A more systematic and standardized method of collecting data on autistic children only started to emerge in the course of the 1960s with autism researchers such as Lotter (1966), who conducted the first epidemiological study on autism, and Hermelin and O’Conner (1963), who started using neuropsychological tests and statistical methods to support their theories on autism.Footnote 18 Gradually, autism was no longer seen as an idiosyncratic reaction to a disturbed ego development, in which symptoms represented logical and meaningful responses to a pathogenic (maternal) environment. Instead, autism became a yet-to-be-identified neurodevelopmental disorder characterized by statistically correlated behavioral and cognitive deviations, grounded in the social brain (Happé and Frith 2014).

Conclusions

Autism is often presented as a discoverable disease that we get to know and understand better and better as science progresses and knowledge accumulates (see Verhoeff 2013). This article has argued that such an image of autism profoundly depends on a particular understanding of disease—an ontological understanding of disease—which is certainly not the only possible way to think about mental ailments. This study argues that the history and philosophy of autism need to account for at least ‘two kinds of autism’ that imply radically different concepts of disease. Moreover, these two kinds of autism are embedded in and reveal two very different and relatively coherent ‘styles of psychiatric thought’. That is to say, the ontological (disease-centered) and individual (person-centered) understandings of autism play a central role in a kind of matrix of distinct scientific and clinical practices that mark the dominant ways of thinking about autism in specific periods. In these time-specific matrices with separate diagnostic practices, systems of classification, ideas about ‘normal’ mental functioning and child development, and modes of treating children, interpreting symptoms and improving theoretical models, ideas about autism were and are shaped, directed and restricted in completely divergent ways.

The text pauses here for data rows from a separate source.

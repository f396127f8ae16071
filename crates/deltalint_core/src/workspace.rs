//! Ephemeral workspace for one external analyzer batch.
//!
//! The workspace is a private temporary directory holding a generated
//! analyzer configuration and a project manifest that lists the batch's
//! files by absolute path. It is removed when the [`EphemeralWorkspace`] is
//! dropped, on success and on every error path.

use std::collections::{BTreeMap, HashSet};
use std::fs;
use std::path::{Path, PathBuf};

use tempfile::TempDir;
use tracing::{debug, warn};

use crate::LinterError;

/// File name of the generated analyzer configuration.
pub const CONFIG_FILE: &str = "deltalint.globalconfig";
/// File name of the generated project manifest.
pub const MANIFEST_FILE: &str = "deltalint.csproj";

/// Severity every requested rule is raised to.
const BASELINE_LEVEL: &str = "warning";

const DEFAULT_TARGET_FRAMEWORK: &str = "net8.0";
const DEFAULT_LANG_VERSION: &str = "latest";

/// Style options some rules need before the tool reports them at all.
const SUPPLEMENTAL_SETTINGS: &[(&str, &[(&str, &str)])] = &[
    (
        "IDE0290",
        &[("csharp_style_prefer_primary_constructors", "true")],
    ),
    ("IDE0032", &[("dotnet_style_prefer_auto_properties", "true")]),
    (
        "IDE0009",
        &[
            ("dotnet_style_qualification_for_field", "true"),
            ("dotnet_style_qualification_for_property", "true"),
            ("dotnet_style_qualification_for_method", "true"),
            ("dotnet_style_qualification_for_event", "true"),
        ],
    ),
    ("IDE0161", &[("csharp_style_namespace_declarations", "file_scoped")]),
    ("IDE0065", &[("csharp_using_directive_placement", "outside_namespace")]),
];

/// Extra configuration keys per rule id.
#[derive(Debug, Clone, Default, PartialEq, Eq)]
pub struct RuleSettings {
    table: BTreeMap<String, BTreeMap<String, String>>,
}

impl RuleSettings {
    /// The built-in table.
    pub fn builtin() -> Self {
        let table = SUPPLEMENTAL_SETTINGS
            .iter()
            .map(|(id, pairs)| {
                let pairs = pairs
                    .iter()
                    .map(|(k, v)| (k.to_string(), v.to_string()))
                    .collect();
                (id.to_string(), pairs)
            })
            .collect();
        Self { table }
    }

    /// Adds or replaces keys; `overrides` wins over existing entries.
    pub fn with_overrides(mut self, overrides: &BTreeMap<String, BTreeMap<String, String>>) -> Self {
        for (id, pairs) in overrides {
            let entry = self.table.entry(id.clone()).or_default();
            for (key, value) in pairs {
                entry.insert(key.clone(), value.clone());
            }
        }
        self
    }

    pub fn get(&self, rule_id: &str) -> Option<&BTreeMap<String, String>> {
        self.table.get(rule_id)
    }
}

/// A temporary directory that lives for exactly one batch.
#[derive(Debug)]
pub struct EphemeralWorkspace {
    dir: TempDir,
    config_path: PathBuf,
    manifest_path: PathBuf,
}

impl EphemeralWorkspace {
    pub fn builder() -> WorkspaceBuilder {
        WorkspaceBuilder::default()
    }

    pub fn path(&self) -> &Path {
        self.dir.path()
    }

    pub fn config_path(&self) -> &Path {
        &self.config_path
    }

    pub fn manifest_path(&self) -> &Path {
        &self.manifest_path
    }

    /// Removes the directory now, logging instead of failing.
    pub fn close(self) {
        let path = self.dir.path().to_path_buf();
        match self.dir.close() {
            Ok(()) => debug!("Removed workspace {}", path.display()),
            Err(e) => warn!("Failed to remove workspace {}: {}", path.display(), e),
        }
    }
}

/// Builder for [`EphemeralWorkspace`].
#[derive(Debug, Default)]
pub struct WorkspaceBuilder {
    files: Vec<PathBuf>,
    rule_ids: Vec<String>,
    settings: RuleSettings,
    target_framework: Option<String>,
    lang_version: Option<String>,
}

impl WorkspaceBuilder {
    /// Absolute paths of the files to analyze.
    pub fn files(mut self, files: &[PathBuf]) -> Self {
        self.files = files.to_vec();
        self
    }

    /// Rule ids to enable.
    pub fn rule_ids(mut self, ids: &[String]) -> Self {
        self.rule_ids = ids.to_vec();
        self
    }

    pub fn settings(mut self, settings: RuleSettings) -> Self {
        self.settings = settings;
        self
    }

    pub fn target_framework(mut self, framework: impl Into<String>) -> Self {
        self.target_framework = Some(framework.into());
        self
    }

    pub fn lang_version(mut self, version: impl Into<String>) -> Self {
        self.lang_version = Some(version.into());
        self
    }

    /// Creates the directory and writes both generated files.
    pub fn build(self) -> Result<EphemeralWorkspace, LinterError> {
        let dir = tempfile::Builder::new().prefix("deltalint_").tempdir()?;
        let config_path = dir.path().join(CONFIG_FILE);
        let manifest_path = dir.path().join(MANIFEST_FILE);

        // On failure `dir` is dropped here, which removes it.
        fs::write(&config_path, render_config(&self.rule_ids, &self.settings))?;
        fs::write(
            &manifest_path,
            render_manifest(
                &self.files,
                &config_path,
                self.target_framework.as_deref().unwrap_or(DEFAULT_TARGET_FRAMEWORK),
                self.lang_version.as_deref().unwrap_or(DEFAULT_LANG_VERSION),
            ),
        )?;

        debug!(
            "Created workspace {} ({} file(s), {} rule(s))",
            dir.path().display(),
            self.files.len(),
            self.rule_ids.len()
        );

        Ok(EphemeralWorkspace {
            dir,
            config_path,
            manifest_path,
        })
    }
}

/// Renders a global analyzer config enabling `rule_ids` at the baseline level.
///
/// A global config applies to every compiled file regardless of where it
/// lives, so the batch's files do not need to sit under the workspace.
pub fn render_config(rule_ids: &[String], settings: &RuleSettings) -> String {
    let mut out = String::from("is_global = true\nglobal_level = 100\n\n");

    for id in rule_ids {
        out.push_str(&format!(
            "dotnet_diagnostic.{}.severity = {}\n",
            id, BASELINE_LEVEL
        ));
    }

    let mut written = HashSet::new();
    let mut extra = String::new();
    for id in rule_ids {
        let Some(pairs) = settings.get(id) else {
            continue;
        };
        for (key, value) in pairs {
            if written.insert(key.as_str()) {
                extra.push_str(&format!("{} = {}\n", key, value));
            }
        }
    }
    if !extra.is_empty() {
        out.push('\n');
        out.push_str(&extra);
    }

    out
}

/// Renders a minimal SDK-style project listing `files` explicitly.
pub fn render_manifest(
    files: &[PathBuf],
    config_path: &Path,
    target_framework: &str,
    lang_version: &str,
) -> String {
    let mut out = String::new();
    out.push_str("<Project Sdk=\"Microsoft.NET.Sdk\">\n");
    out.push_str("  <PropertyGroup>\n");
    out.push_str(&format!(
        "    <TargetFramework>{}</TargetFramework>\n",
        xml_escape(target_framework)
    ));
    out.push_str(&format!(
        "    <LangVersion>{}</LangVersion>\n",
        xml_escape(lang_version)
    ));
    out.push_str("    <Nullable>enable</Nullable>\n");
    out.push_str("    <EnableDefaultCompileItems>false</EnableDefaultCompileItems>\n");
    out.push_str("  </PropertyGroup>\n");
    out.push_str("  <ItemGroup>\n");
    out.push_str(&format!(
        "    <GlobalAnalyzerConfigFiles Include=\"{}\" />\n",
        xml_escape(&config_path.to_string_lossy())
    ));
    out.push_str("  </ItemGroup>\n");
    out.push_str("  <ItemGroup>\n");
    for file in files {
        out.push_str(&format!(
            "    <Compile Include=\"{}\" />\n",
            xml_escape(&file.to_string_lossy())
        ));
    }
    out.push_str("  </ItemGroup>\n");
    out.push_str("</Project>\n");
    out
}

fn xml_escape(text: &str) -> String {
    let mut out = String::with_capacity(text.len());
    for c in text.chars() {
        match c {
            '&' => out.push_str("&amp;"),
            '<' => out.push_str("&lt;"),
            '>' => out.push_str("&gt;"),
            '"' => out.push_str("&quot;"),
            '\'' => out.push_str("&apos;"),
            _ => out.push(c),
        }
    }
    out
}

As it seems, small cracks are appearing in the contemporary disease-centered, neuroscientific hegemony of psychiatric thought: the neurosciences’ ability to solve diagnostic and therapeutic issues is no longer self-evident (Bracken et al. 2012); disproportional financial investments in neuropsychiatry are being ethically challenged (Sadler 2011); and the lack of biomarkers or targets for new treatments in psychiatry has already resulted in a decline in investments in the development of new psychopharmaceuticals (Miller 2010). In order to address some of the uncertainties and difficulties that plague the field of autism research and practice today (for instance regarding the heterogeneity of autism, the lack of validity of the disease category, comorbidity issues, the ‘autism epidemic’ and the lack of autism-specific interventions), awareness of the historical contingency of our ways of thinking about psychiatric disease can make room for new understandings of ‘autistic’ behavior and new styles of psychiatric thought. Psychoanalytic understandings of autistic behavior are unlikely to return. However, finding a fruitful way to move beyond a disease-centered approach, it seems to me, is the most urgent challenge facing the contemporary field of autism.